Lo más interesante de la velada madrileña no es sólo la impresionante multitud. Éste es el contraste cultural que representa esta marea humana. En la misma ciudad, a pocos kilómetros, tuvieron lugar dos actos simbólicamente opuestos: por un lado el concierto de Bad Bunny, icono mundial de la música urbana, capaz de congregar a unas 60.000 personas; del otro, León XIV que hablando de Cristo, de paz, de silencio y de responsabilidad reunió a más de medio millón de jóvenes en la Plaza de Lima. “La historia se puede cambiar con amor y tú puedes cambiarla con amor”.
La escena es significativa porque niega, al menos parcialmente, una narrativa consolidada: la de una generación exclusivamente interesada en el entretenimiento y alejada de cualquier búsqueda espiritual. Estos quinientos mil niños no son necesariamente quinientos mil practicantes, pero testimonian la existencia de una demanda de significado que continúa atravesando el mundo de la juventud, incluso en las sociedades más secularizadas de Europa.

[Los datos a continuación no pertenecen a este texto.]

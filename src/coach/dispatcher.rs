use super::state::CoachState;
use crate::audio::{AudioChunk, AudioFormat, AudioSink};
use crate::live::InboundEvent;
use crate::response::TextResponseValidator;
use std::sync::Arc;
use tokio::sync::mpsc::UnboundedReceiver;
use tokio::sync::watch;

/// Applies session events to playback and to the shared [`CoachState`].
///
/// Runs as its own task so a slow output device never holds up the socket
/// reader. Text parts are collected per model turn and validated once the
/// turn completes.
pub struct Dispatcher {
    playback: Arc<dyn AudioSink>,
    validator: Arc<dyn TextResponseValidator>,
    state: Arc<watch::Sender<CoachState>>,
    transcript: String,
}

impl Dispatcher {
    pub fn new(
        playback: Arc<dyn AudioSink>,
        validator: Arc<dyn TextResponseValidator>,
        state: Arc<watch::Sender<CoachState>>,
    ) -> Self {
        Self {
            playback,
            validator,
            state,
            transcript: String::new(),
        }
    }

    /// Consume events in arrival order until the session is dropped.
    pub async fn run(mut self, mut events: UnboundedReceiver<InboundEvent>) {
        while let Some(event) = events.recv().await {
            self.handle(event).await;
        }
        log::debug!("Event channel closed, dispatcher exiting");
    }

    pub async fn handle(&mut self, event: InboundEvent) {
        match event {
            InboundEvent::Connected => self.set_status("Connected"),
            InboundEvent::SetupComplete => self.set_status("Ready"),
            InboundEvent::Transcript { text } => self.transcript.push_str(&text),
            InboundEvent::AudioOutput { data, mime_type } => {
                let chunk = AudioChunk::new(data, AudioFormat::from_mime(&mime_type));
                match self.playback.write(&chunk).await {
                    Ok(true) => self.set_status("Speaking"),
                    Ok(false) => {}
                    Err(e) => log::warn!("⚠️  Dropping response audio: {}", e),
                }
            }
            InboundEvent::Interrupted => {
                log::info!("✋ Interrupted, stopping playback");
                self.transcript.clear();
                self.stop_playback().await;
            }
            InboundEvent::TurnComplete => self.finish_turn(),
            InboundEvent::Disconnected => {
                self.transcript.clear();
                self.stop_playback().await;
                self.set_status("Disconnected");
            }
            error => {
                if let Some(message) = error.error_message() {
                    self.set_status(&format!("Error: {}", message));
                }
            }
        }
    }

    fn finish_turn(&mut self) {
        let text = std::mem::take(&mut self.transcript);
        if text.trim().is_empty() {
            return;
        }
        let enforced = self.validator.enforce(&text);
        log::info!("📝 Response ready ({} chars)", enforced.len());
        self.state.send_modify(|state| state.last_response_text = enforced);
    }

    async fn stop_playback(&self) {
        match self.playback.stop().await {
            Ok(true) => self.set_status("Listening"),
            Ok(false) => {}
            Err(e) => log::warn!("⚠️  Failed to stop playback: {}", e),
        }
    }

    fn set_status(&self, status: &str) {
        self.state.send_modify(|state| {
            if state.status != status {
                log::debug!("Status: {}", status);
                state.status = status.to_string();
            }
        });
    }
}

El contenido del mensaje es aún más interesante.
León XIV no habló de defender la identidad del cristianismo ni buscó atajos comunicativos para lograr consensos. Les dio a los jóvenes una misión sorprendentemente simple: “Ser humanos como Jesucristo”.
Detrás de esta fórmula se vislumbra una de las claves de su pontificado. En el origen de la crisis occidental, según León XIV, no hay principalmente una crisis religiosa sino una crisis humana. Cuando denuncia la indiferencia, la polarización, la guerra, la mentira y la indiferencia, el Papa describe fenómenos que preceden a la cuestión de la fe y conciernen al modo en que los hombres viven juntos.
Por eso su propuesta evita dos extremos que también atraviesan hoy el catolicismo europeo: por un lado, el refugio identitario de quienes se perciben asediados por la modernidad; por el otro, una adaptación pasiva a las modas culturales del momento. Citando la carta a Diognet, Leo
Incluso la referencia a lo digital debe leerse desde esta perspectiva. El Papa no demoniza Internet, pero lo considera un nuevo entorno humano en el que los cristianos están llamados a dar testimonio del Evangelio. Es el signo de una Iglesia que no pretende alejarse de los espacios de la modernidad sino atravesarlos con conciencia.
En este sentido, el discurso de Madrid a los jóvenes, consistente en preguntas y respuestas con los jóvenes, casi adquiere el valor de un manifiesto programático. Si Francisco había insistido sobre todo en la fraternidad y la cultura del encuentro, León XIV parece centrar la atención en la reconstrucción de la humanidad en una sociedad fragmentada. No propone revoluciones ideológicas ni programas políticos, sino una transformación que parte de las relaciones cotidianas, de la familia, del trabajo, de la universidad, de vínculos concretos.
Por eso la frase más importante de la velada no se refiere a la Iglesia sino al hombre. “Sé humano”. En una época marcada por miedos identitarios, conflictos culturales y tensiones geopolíticas, León XIV parece sugerir que la primera forma de evangelización consiste en mostrar que todavía es posible otra manera de ser hombre y mujer.